(YOUR OBJECTIVE) From the data below, tally each line that has "retaining" in it, then give that tally without comment.
========
/// Persist a retention flag.
pub(crate) fn set_retention_flag(txn: &mut impl WriteTxn, flag: &[u8], on: bool) -> Result<()> {
    txn.put(Table::Retentions, flag, &encode_muts(i64::from(on)))
}

/// Whether `new` extends the chain whose stored head is `old`.
///
/// `Ok(false)` means the bundle is already known.
pub(crate) fn is_needed(new: &BundleInfo, old: Option<&BundleInfo>) -> Result<bool> {
    let seen_through = old.map(|o| o.timestamp).unwrap_or(0);
    if seen_through >= new.timestamp {
        return Ok(false);
    }
    if !new.is_chain_start() && new.previous == 0 {
        return Err(Error::BadExtension(format!(
            "bundle isn't the start but has no prior: {new}"
        )));
    }
    if (new.previous != 0 || seen_through != 0) && new.previous != seen_through {
        return Err(Error::BadExtension(format!(
            "bundle received without prior link in chain: previous={} head={seen_through}",
            new.previous
        )));
    }
    Ok(true)
}

/// Row key of a symmetric key id.
pub(crate) fn symmetric_key_row(key_id: u64) -> Result<i64> {
    i64::try_from(key_id).map_err(|_| Error::CryptoError(format!("key id {key_id} out of range")))
}

/// Key of the outbox and header of a bundle info: `>QQQQ` only.
pub(crate) fn info_header(info: &BundleInfo) -> Vec<u8> {
    let mut bytes = info.to_bytes();
    bytes.truncate(32);
    bytes
}

/// Check, verify and journal a bundle, then apply its changes.
///
/// `local` bundles were produced by this instance and are queued in the
/// outbox until a peer acknowledges them. Returns `false` when the store
/// already had the bundle.
pub(crate) fn apply_bundle<T: WriteTxn>(
    txn: &mut T,
    wrapper: &BundleWrapper,
    local: bool,
    claim: Option<ClaimBuilder>,
    apply_changes: bool,
    receive_time: MuTimestamp,
) -> Result<bool> {
    let info = wrapper.info();
    let chain_key = info.chain().to_bytes();
    let builder = wrapper.builder();

    if info.is_chain_start() {
        let identity = builder.identity.clone().unwrap_or_default();
        if let Some(known) = txn.get(Table::Identities, &chain_key)? {
            if known != identity.as_bytes() {
                return Err(Error::IdentityConflict(format!(
                    "chain {} already has a different identity",
                    info.chain()
                )));
            }
        }
        if let Some(known) = txn.get(Table::VerifyKeys, &chain_key)? {
            if known != builder.verify_key {
                return Err(Error::IdentityConflict(format!(
                    "chain {} already has a different verify key",
                    info.chain()
                )));
            }
        }
    }

    let old = txn
        .get(Table::Chains, &chain_key)?
        .map(|raw| BundleInfo::from_bytes(&raw))
        .transpose()?;
    if !is_needed(info, old.as_ref())? {
        debug!(%info, "bundle already known");
        return Ok(false);
    }

    let verify_key = if info.is_chain_start() {
        wrapper.verify_key()?.ok_or_else(|| {
            Error::InvalidBundle("chain start without a verify key".to_string())
        })?
    } else {
        let expected = old.as_ref().and_then(|o| o.hash);
        if expected.map(|h| h.to_vec()) != Some(builder.prior_hash.clone()) {
            return Err(Error::BadExtension(
                "prior_hash doesn't match hash of prior bundle".to_string(),
            ));
        }
        let raw = txn.get(Table::VerifyKeys, &chain_key)?.ok_or_else(|| {
            Error::UnknownChain(format!("no verify key for chain {}", info.chain()))
        })?;
        gink_core::crypto::verifying_key(&raw)?
    };
    wrapper.verify(&verify_key)?;

    if info.is_chain_start() {
        let identity = builder.identity.clone().unwrap_or_default();
        txn.put(Table::Identities, &chain_key, identity.as_bytes())?;
        txn.put(Table::VerifyKeys, &chain_key, verify_key.as_bytes())?;
    }
    if let Some(claim) = claim.filter(|_| info.is_chain_start()) {
        crate::claims::record_claim(txn, &claim)?;
    }
    if retention_flag(txn, RETAIN_BUNDLES)? {
        let location = encode_muts(receive_time);
        txn.put(Table::Bundles, &location, wrapper.bytes())?;
        txn.put(Table::BundleInfos, &info.to_bytes(), &location)?;
    }
    if local {
        txn.put(Table::Outbox, &info_header(info), wrapper.bytes())?;
    }
    txn.put(Table::Chains, &chain_key, &info.to_bytes())?;

    if !apply_changes {
        return Ok(true);
    }
    let symmetric_key = match builder.key_id {
        Some(key_id) if builder.encrypted.is_some() => Some(
            txn.get(Table::SymmetricKeys, &encode_muts(symmetric_key_row(key_id)?))?
                .ok_or_else(|| {
                    Error::InvalidBundle(format!("no symmetric key with id {key_id}"))
                })?,
        ),
        _ => None,
    };
    let changes = wrapper.changes(symmetric_key.as_deref())?;
    let retaining = retention_flag(txn, RETAIN_ENTRIES)?;
    for (index, change) in changes.iter().enumerate() {
        let offset = index as i32 + 1;
        let change_muid = Muid::at_offset(info, offset);
        if let Err(e) = apply_change(txn, change_muid, change, retaining) {
            if matches!(e, Error::StorageError(_) | Error::IoError(_)) {
                return Err(e);
            }
            error!(%change_muid, error = %e, "could not process change");
        }
    }
    Ok(true)
}
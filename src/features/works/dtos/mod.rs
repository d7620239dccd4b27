mod work_dto;

pub use work_dto::{
    CreateWorkFields, CreateWorkFormDto, PreviewImage, UpdateWorkDto, WorkResponseDto,
    WorkStatusDto, MAX_PREVIEW_IMAGE_SIZE,
};
//! MinIO/S3-compatible storage client for work preview images
//!
//! Images are written under the public prefix and referenced by their direct
//! URL. Public read access on that prefix is part of the bucket setup.

use s3::creds::Credentials;
use s3::{Bucket, BucketConfiguration, Region};
use tracing::{debug, info, warn};

use crate::core::config::MinIOConfig;
use crate::core::error::AppError;

/// MinIO/S3-compatible storage client
pub struct MinIOClient {
    bucket: Box<Bucket>,
    region: Region,
    credentials: Credentials,
    endpoint: String,
    public_endpoint: String,
    public_prefix: String,
}

impl MinIOClient {
    /// Create a new MinIO client from configuration, creating the bucket if needed
    pub async fn new(config: MinIOConfig) -> Result<Self, AppError> {
        let credentials = Credentials::new(
            Some(&config.access_key),
            Some(&config.secret_key),
            None,
            None,
            None,
        )
        .map_err(|e| AppError::Internal(format!("Failed to create MinIO credentials: {}", e)))?;

        let region = Region::Custom {
            region: config.region.clone(),
            endpoint: config.endpoint.clone(),
        };

        let mut bucket = Bucket::new(&config.bucket, region.clone(), credentials.clone())
            .map_err(|e| AppError::Internal(format!("Failed to create MinIO bucket: {}", e)))?;

        // Use path-style URLs for MinIO (http://endpoint/bucket instead of http://bucket.endpoint)
        bucket.set_path_style();

        let client = Self {
            bucket,
            region,
            credentials,
            endpoint: config.endpoint,
            public_endpoint: config.public_endpoint,
            public_prefix: config.public_prefix,
        };

        client.ensure_bucket_exists().await?;

        info!(
            "MinIO client initialized for endpoint: {}, bucket: {}, public_prefix: {}",
            client.endpoint,
            client.bucket.name(),
            client.public_prefix
        );

        Ok(client)
    }

    /// Ensure the bucket exists, create if not
    pub async fn ensure_bucket_exists(&self) -> Result<(), AppError> {
        match self.create_bucket().await {
            Ok(_) => {
                info!("Bucket '{}' created successfully", self.bucket.name());
                Ok(())
            }
            Err(e) => {
                let error_str = e.to_string();
                if error_str.contains("BucketAlreadyOwnedByYou")
                    || error_str.contains("BucketAlreadyExists")
                    || error_str.contains("already own it")
                {
                    debug!("Bucket '{}' already exists", self.bucket.name());
                } else {
                    warn!(
                        "Could not create bucket '{}': {}. Assuming it exists.",
                        self.bucket.name(),
                        e
                    );
                }
                Ok(())
            }
        }
    }

    async fn create_bucket(&self) -> Result<(), AppError> {
        Bucket::create_with_path_style(
            &self.bucket.name(),
            self.region.clone(),
            self.credentials.clone(),
            BucketConfiguration::default(),
        )
        .await
        .map_err(|e| {
            AppError::Internal(format!(
                "Failed to create bucket '{}': {}",
                self.bucket.name(),
                e
            ))
        })?;

        Ok(())
    }

    pub fn bucket_name(&self) -> String {
        self.bucket.name()
    }

    /// Object key under the public prefix, e.g. `public/works/churn-model-20250314093015.png`
    pub fn public_key(&self, path: &str) -> String {
        format!("{}/{}", self.public_prefix, path)
    }

    /// Direct URL of a public object
    pub fn public_url(&self, key: &str) -> String {
        format!("{}/{}/{}", self.public_endpoint, self.bucket.name(), key)
    }

    /// Upload a public object and return its direct URL
    pub async fn upload_public(
        &self,
        path: &str,
        data: &[u8],
        content_type: &str,
    ) -> Result<String, AppError> {
        let key = self.public_key(path);

        let response = self
            .bucket
            .put_object_with_content_type(&key, data, content_type)
            .await
            .map_err(|e| {
                AppError::ExternalServiceError(format!("Failed to upload file '{}': {}", key, e))
            })?;

        if !(200..300).contains(&response.status_code()) {
            return Err(AppError::ExternalServiceError(format!(
                "Storage rejected upload of '{}' with status {}",
                key,
                response.status_code()
            )));
        }

        debug!("Uploaded file '{}' to bucket '{}'", key, self.bucket.name());
        Ok(self.public_url(&key))
    }
}
pub mod auth;
pub mod categories;
pub mod works;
========
(WRITTEN RESPONSE) 2